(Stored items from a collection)
==*==
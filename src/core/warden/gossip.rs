// src/core/warden/gossip.rs

//! The peer-sentinel discovery gossip protocol (§4.4): a `hello` message is
//! published on each monitored primary's `__warden__:hello` pub/sub channel
//! every `publish_period`, and every other Warden watching the same primary
//! picks it up over its own pub/sub link to that primary — the primary
//! itself is just the relay, Wardens never talk to each other through it
//! directly for this part.

use super::address::Address;
use super::instance::PeerSentinelRecord;
use super::link::InstanceLink;
use parking_lot::Mutex;
use std::sync::Arc;
use std::time::Instant;
use tracing::debug;

pub const HELLO_CHANNEL: &str = "__warden__:hello";

/// The 8 comma-separated fields of a hello message, matching the original
/// wire format byte-for-byte:
/// `sentinel_ip,sentinel_port,sentinel_runid,current_epoch,master_name,master_ip,master_port,master_config_epoch`
pub struct HelloPayload {
    pub sentinel_ip: String,
    pub sentinel_port: u16,
    pub sentinel_run_id: String,
    pub current_epoch: u64,
    pub master_name: String,
    pub master_ip: String,
    pub master_port: u16,
    pub master_config_epoch: u64,
}

impl HelloPayload {
    pub fn format(&self) -> String {
        format!(
            "{},{},{},{},{},{},{},{}",
            self.sentinel_ip,
            self.sentinel_port,
            self.sentinel_run_id,
            self.current_epoch,
            self.master_name,
            self.master_ip,
            self.master_port,
            self.master_config_epoch,
        )
    }

    pub fn parse(payload: &str) -> Option<Self> {
        let mut parts = payload.split(',');
        let sentinel_ip = parts.next()?.to_string();
        let sentinel_port = parts.next()?.parse().ok()?;
        let sentinel_run_id = parts.next()?.to_string();
        let current_epoch = parts.next()?.parse().ok()?;
        let master_name = parts.next()?.to_string();
        let master_ip = parts.next()?.to_string();
        let master_port = parts.next()?.parse().ok()?;
        let master_config_epoch = parts.next()?.parse().ok()?;
        Some(Self {
            sentinel_ip,
            sentinel_port,
            sentinel_run_id,
            current_epoch,
            master_name,
            master_ip,
            master_port,
            master_config_epoch,
        })
    }
}

/// Outcome of processing one incoming hello message against a primary's
/// known peer-sentinel set, returned so the caller (monitor.rs) can decide
/// whether to open a new direct link and whether the primary's own
/// believed address/epoch needs to move (§4.4, §4.5).
pub enum HelloOutcome {
    /// No action needed (self-originated, or nothing new).
    Ignored,
    /// A new peer sentinel was recorded; caller should open a direct link.
    NewPeer { run_id: String, addr: Address },
    /// The peer's reported config epoch for this primary is newer than ours
    /// and it reports a different master address — a completed failover we
    /// missed (§4.5.1 final step, followed elsewhere).
    PrimaryMoved {
        new_addr: Address,
        new_config_epoch: u64,
    },
}

/// Processes one hello payload against an already-identified primary's peer
/// map. Does not mutate `config_epoch`/`addr` on the primary itself — the
/// caller applies `HelloOutcome::PrimaryMoved` after also checking quorum
/// rules.
pub fn process_hello(
    my_run_id: &str,
    hello: &HelloPayload,
    known_peers: &mut indexmap::IndexMap<String, PeerSentinelRecord>,
    current_config_epoch: u64,
    current_addr: &Address,
    now: Instant,
) -> HelloOutcome {
    if hello.sentinel_run_id == my_run_id {
        return HelloOutcome::Ignored;
    }

    let addr_changed = hello.master_ip != current_addr.ip && !current_addr.ip.is_empty();
    if hello.master_config_epoch > current_config_epoch && addr_changed {
        let new_addr = Address {
            hostname: hello.master_ip.clone(),
            ip: hello.master_ip.clone(),
            port: hello.master_port,
        };
        return HelloOutcome::PrimaryMoved {
            new_addr,
            new_config_epoch: hello.master_config_epoch,
        };
    }

    if let Some(peer) = known_peers.get_mut(&hello.sentinel_run_id) {
        peer.last_hello_time = Some(now);
        debug!("refreshed peer sentinel {}", hello.sentinel_run_id);
        HelloOutcome::Ignored
    } else {
        let addr = Address {
            hostname: hello.sentinel_ip.clone(),
            ip: hello.sentinel_ip.clone(),
            port: hello.sentinel_port,
        };
        HelloOutcome::NewPeer {
            run_id: hello.sentinel_run_id.clone(),
            addr,
        }
    }
}

/// Inserts a newly-discovered peer sentinel, wiring up a fresh link.
pub fn register_new_peer(
    known_peers: &mut indexmap::IndexMap<String, PeerSentinelRecord>,
    run_id: String,
    addr: Address,
    now: Instant,
) {
    let mut record = PeerSentinelRecord::new(addr, run_id.clone(), Arc::new(Mutex::new(InstanceLink::new())));
    record.last_hello_time = Some(now);
    known_peers.insert(run_id, record);
}

/// Drops peer sentinels that have not sent a hello in `hello_timeout`
/// (§4.4: five hello periods, matching the original).
pub fn expire_stale_peers(
    known_peers: &mut indexmap::IndexMap<String, PeerSentinelRecord>,
    now: Instant,
    hello_timeout: std::time::Duration,
) {
    known_peers.retain(|_, peer| {
        peer.last_hello_time
            .is_none_or(|t| now.duration_since(t) < hello_timeout)
    });
}
// src/core/commands/cache/cache_lock.rs

use crate::core::commands::command_spec::CommandSpec;
use crate::core::commands::command_trait::{
    CommandFlags, ExecutableCommand, ParseCommand, WriteOutcome,
};
use crate::core::commands::helpers::{extract_bytes, extract_string, validate_arg_count};
use crate::core::database::ExecutionContext;
use crate::core::protocol::RespFrame;
use crate::core::{RespValue, SpinelDBError};
use async_trait::async_trait;
use bytes::Bytes;
use std::time::{Duration, Instant};

#[derive(Debug, Clone)]
pub enum CacheLockSubcommand {
    Lock { key: Bytes, ttl_seconds: u64 },
    Unlock(Bytes),
}

#[derive(Debug, Clone)]
pub struct CacheLock {
    pub subcommand: CacheLockSubcommand,
}

impl Default for CacheLock {
    fn default() -> Self {
        Self {
            subcommand: CacheLockSubcommand::Unlock(Bytes::new()),
        }
    }
}

impl ParseCommand for CacheLock {
    fn parse(args: &[RespFrame]) -> Result<Self, SpinelDBError> {
        if args.is_empty() {
            return Err(SpinelDBError::WrongArgumentCount(
                "CACHE.LOCK/UNLOCK".into(),
            ));
        }
        let sub_str = extract_string(&args[0])?.to_ascii_lowercase();
        let subcommand = match sub_str.as_str() {
            "lock" => {
                validate_arg_count(&args[1..], 2, "CACHE.LOCK")?;
                let key = extract_bytes(&args[1])?;
                let ttl_seconds = extract_string(&args[2])?.parse()?;
                CacheLockSubcommand::Lock { key, ttl_seconds }
            }
            "unlock" => {
                validate_arg_count(&args[1..], 1, "CACHE.UNLOCK")?;
                CacheLockSubcommand::Unlock(extract_bytes(&args[1])?)
            }
            _ => {
                return Err(SpinelDBError::UnknownCommand(
                    "Unknown CACHE.LOCK subcommand".into(),
                ));
            }
        };
        Ok(CacheLock { subcommand })
    }
}

#[async_trait]
impl ExecutableCommand for CacheLock {
    async fn execute<'a>(
        &self,
        ctx: &mut ExecutionContext<'a>,
    ) -> Result<(RespValue, WriteOutcome), SpinelDBError> {
        match &self.subcommand {
            CacheLockSubcommand::Lock { key, ttl_seconds } => {
                let expiry = Instant::now() + Duration::from_secs(*ttl_seconds);
                ctx.state.cache.manual_locks.insert(key.clone(), expiry);
                Ok((
                    RespValue::SimpleString("OK".into()),
                    WriteOutcome::DidNotWrite,
                ))
            }
            CacheLockSubcommand::Unlock(key) => {
                let removed = ctx.state.cache.manual_locks.remove(key).is_some();
                Ok((
                    RespValue::Integer(removed as i64),
                    WriteOutcome::DidNotWrite,
                ))
            }
        }
    }
}

impl CommandSpec for CacheLock {
    fn name(&self) -> &'static str {
        match self.subcommand {
            CacheLockSubcommand::Lock { .. } => "cache.lock",
            CacheLockSubcommand::Unlock(_) => "cache.unlock",
        }
    }
    fn arity(&self) -> i64 {
        match self.subcommand {
            CacheLockSubcommand::Lock { .. } => 4,
            CacheLockSubcommand::Unlock(_) => 2,
        }
    }
    fn flags(&self) -> CommandFlags {
        CommandFlags::ADMIN | CommandFlags::NO_PROPAGATE
    }
    fn first_key(&self) -> i64 {
        2
    }
    fn last_key(&self) -> i64 {
        2
    }
    fn step(&self) -> i64 {
        1
    }
    fn get_keys(&self) -> Vec<Bytes> {
        match &self.subcommand {
            CacheLockSubcommand::Lock { key, .. } => vec![key.clone()],
            CacheLockSubcommand::Unlock(key) => vec![key.clone()],
        }
    }
    fn to_resp_args(&self) -> Vec<Bytes> {
        match &self.subcommand {
            CacheLockSubcommand::Lock { key, ttl_seconds } => {
                vec![key.clone(), ttl_seconds.to_string().into()]
            }
            CacheLockSubcommand::Unlock(key) => vec![key.clone()],
        }
    }
}
// src/server/mod.rs

use crate::config::Config;
use anyhow::Result;
use std::sync::Arc;
use tracing_subscriber::{filter::EnvFilter, reload};

// Deklarasikan sub-modul dengan nama baru
mod connection_loop;
mod context;
mod initialization;
mod metrics_server;
mod spawner;
mod stream;

// Re-ekspor AnyStream
pub use stream::AnyStream;

/// The main server startup function, orchestrating all setup phases.
pub async fn run(
    config: Config,
    log_reload_handle: Arc<reload::Handle<EnvFilter, tracing_subscriber::Registry>>,
) -> Result<()> {
    // 1. Initialize server state, listener, TLS, etc.
    let mut server_context = initialization::setup(config, log_reload_handle).await?;

    // 2. Spawn all background tasks.
    // Panggil fungsi dari modul yang namanya sudah diubah
    spawner::spawn_all(&mut server_context).await?;

    // 3. Start the main connection acceptance loop. This function will run until shutdown.
    connection_loop::run(server_context).await;

    Ok(())
}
==*==
# What you will do:
Each line of the data that holds the word "hostname" should be copied.

# Exercise response:
            hostname: hello.master_ip.clone(),
            hostname: hello.sentinel_ip.clone(),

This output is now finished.